SHENECA

Adenosine receptors (ARs), particularly the A_2A and A₃ receptors are complementary regulators of inflammation, motivating a dual-agonist strategy. We designed, synthesized, and evaluated 2-hexynyl-6-amino 4'-thioadenosine derivatives and established a 5'-uronamide structure-activity relationship (SAR) guided by comparative docking. Small, hydrophobic 5' substituents were favored across both A_2A and A₃AR, mapping a shared hydrophobic pocket and clarifying the donor/acceptor interactions between the ligands and key residues (Thr88/His250 in A_2AAR; Thr94 in A₃AR). Critically, steric and electronic control at the 5'-uronamide enabled the identification of A_2A- and A₃-selective ligands, demonstrating tunable A_2A/A₃ selectivity via 5'-substituent design. The lead compound 2j (SHENECA) showed high-affinity dual binding (hA_2AK_i = 2.9 ± 0.28 nM; hA₃K_i = 0.8 ± 0.1 nM) and subnanomolar functional potency (hA_2A EC₅₀ = 0.51 ± 0.17 nM; hA₃ EC₅₀ < 0.10 nM).

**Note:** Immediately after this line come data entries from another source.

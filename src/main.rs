mod cli;
mod core;
mod logging;
mod platform;

use inquire::InquireError;

use crate::core::terminal;

#[tokio::main]
async fn main() {
    if let Err(e) = cli::run_main().await {
        if matches!(
            e.downcast_ref::<InquireError>(),
            Some(InquireError::OperationCanceled | InquireError::OperationInterrupted)
        ) {
            terminal::print_warn("Cancelled.");
            std::process::exit(130);
        }
        terminal::print_error(&format!("{:#}", e));
        std::process::exit(1);
    }
}
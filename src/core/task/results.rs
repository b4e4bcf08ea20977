use std::collections::BTreeMap;

use url::Url;

use super::model::SortDirection;

pub const DEFAULT_PAGE_SIZE: u32 = 20;
/// Largest page the server honours.
pub const MAX_PAGE_SIZE: u32 = 1000;

/// Keys the results endpoint interprets itself; they cannot be column filters.
const RESERVED_KEYS: [&str; 4] = ["page", "page_size", "order_by", "order"];

#[derive(Debug, Clone, PartialEq, Eq)]
pub struct ResultSort {
    pub column: String,
    pub direction: SortDirection,
}

/// Parameters of one result-page request. The same value drives the export
/// link so a download matches what was last viewed.
#[derive(Debug, Clone, PartialEq, Eq)]
pub struct ResultQuery {
    pub page: u32,
    pub page_size: u32,
    pub filters: BTreeMap<String, String>,
    pub sort: Option<ResultSort>,
    pub instance_id: Option<u64>,
    pub database_name: Option<String>,
}

impl Default for ResultQuery {
    fn default() -> Self {
        Self::new(1, DEFAULT_PAGE_SIZE)
    }
}

impl ResultQuery {
    pub fn new(page: u32, page_size: u32) -> Self {
        Self {
            page: page.max(1),
            page_size: page_size.clamp(1, MAX_PAGE_SIZE),
            filters: BTreeMap::new(),
            sort: None,
            instance_id: None,
            database_name: None,
        }
    }

    /// Adds a column filter. Blank values and reserved keys are ignored.
    pub fn with_filter(mut self, column: impl Into<String>, value: impl Into<String>) -> Self {
        let column = column.into();
        let value = value.into();
        if column.trim().is_empty()
            || value.trim().is_empty()
            || RESERVED_KEYS.contains(&column.as_str())
        {
            return self;
        }
        self.filters.insert(column, value);
        self
    }

    pub fn sorted_by(mut self, column: impl Into<String>, direction: SortDirection) -> Self {
        self.sort = Some(ResultSort {
            column: column.into(),
            direction,
        });
        self
    }

    pub fn scoped_to(mut self, instance_id: Option<u64>, database_name: Option<String>) -> Self {
        self.instance_id = instance_id;
        self.database_name = database_name.filter(|d| !d.trim().is_empty());
        self
    }

    pub fn query_pairs(&self) -> Vec<(String, String)> {
        let mut pairs = vec![
            ("page".to_string(), self.page.to_string()),
            ("page_size".to_string(), self.page_size.to_string()),
        ];
        pairs.extend(self.export_pairs());
        pairs
    }

    /// Filter, sort and scope parameters without paging.
    pub fn export_pairs(&self) -> Vec<(String, String)> {
        let mut pairs = Vec::new();
        if let Some(sort) = &self.sort {
            pairs.push(("order_by".to_string(), sort.column.clone()));
            pairs.push(("order".to_string(), sort.direction.as_str().to_string()));
        }
        if let Some(instance_id) = self.instance_id {
            pairs.push(("instance_id".to_string(), instance_id.to_string()));
        }
        if let Some(database_name) = &self.database_name {
            pairs.push(("database_name".to_string(), database_name.clone()));
        }
        for (column, value) in &self.filters {
            pairs.push((column.clone(), value.clone()));
        }
        pairs
    }
}

/// `GET /api/query-tasks/sqls/{sql_id}/export` with the query's filters.
pub fn export_url(base: &Url, sql_id: u64, query: &ResultQuery) -> Result<Url, url::ParseError> {
    let mut url = base.join(&format!("api/query-tasks/sqls/{}/export", sql_id))?;
    {
        let mut pairs = url.query_pairs_mut();
        for (key, value) in query.export_pairs() {
            pairs.append_pair(&key, &value);
        }
    }
    if url.query() == Some("") {
        url.set_query(None);
    }
    Ok(url)
}

/// File name the server attaches to an export download.
pub fn export_file_name(task_id: u64, sql_id: u64) -> String {
    format!("task_{}_sql_{}_results.csv", task_id, sql_id)
}

#[cfg(test)]
mod tests {
    use url::Url;

    use super::{MAX_PAGE_SIZE, ResultQuery, export_file_name, export_url};
    use crate::core::task::model::SortDirection;

    #[test]
    fn clamps_paging() {
        let q = ResultQuery::new(0, 50_000);
        assert_eq!(q.page, 1);
        assert_eq!(q.page_size, MAX_PAGE_SIZE);
    }

    #[test]
    fn reserved_and_blank_filters_are_ignored() {
        let q = ResultQuery::default()
            .with_filter("page", "9")
            .with_filter("name", "  ")
            .with_filter("name", "alice");
        assert_eq!(q.filters.len(), 1);
        assert_eq!(q.filters.get("name").map(String::as_str), Some("alice"));
    }

    #[test]
    fn export_url_carries_filters_and_sort_but_not_paging() {
        let base = Url::parse("http://localhost:9092/").expect("base");
        let q = ResultQuery::new(3, 50)
            .with_filter("name", "a b")
            .sorted_by("total", SortDirection::Descend)
            .scoped_to(Some(2), Some("db1".to_string()));
        let url = export_url(&base, 11, &q).expect("url");
        assert_eq!(url.path(), "/api/query-tasks/sqls/11/export");
        let query = url.query().unwrap_or_default();
        assert!(query.contains("order_by=total"));
        assert!(query.contains("order=descend"));
        assert!(query.contains("instance_id=2"));
        assert!(query.contains("database_name=db1"));
        assert!(query.contains("name=a+b"));
        assert!(!query.contains("page"));
    }

    #[test]
    fn export_url_without_parameters_has_no_query() {
        let base = Url::parse("http://localhost:9092/").expect("base");
        let url = export_url(&base, 4, &ResultQuery::default()).expect("url");
        assert_eq!(url.as_str(), "http://localhost:9092/api/query-tasks/sqls/4/export");
        assert_eq!(export_file_name(1, 4), "task_1_sql_4_results.csv");
    }
}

In LPS-stimulated bone-marrow-derived dendritic cells, 2j (and 2i) produced greater suppression of IL-6 and IL-12/IL-23p40 than selective A_2A or A₃ agonists under our assay conditions, findings compatible with synergistic effects of dual A_2A/A₃ activation. In vitro ADMET profiling indicated favorable stability in human liver microsomes and plasma and no meaningful hERG inhibition. Collectively, the study demonstrates tunable A_2A/A₃ selectivity via 5'-uronamide design and the successful discovery of dual agonist 2j, and supports 2j as a strong lead for further optimization toward anti-inflammatory applications.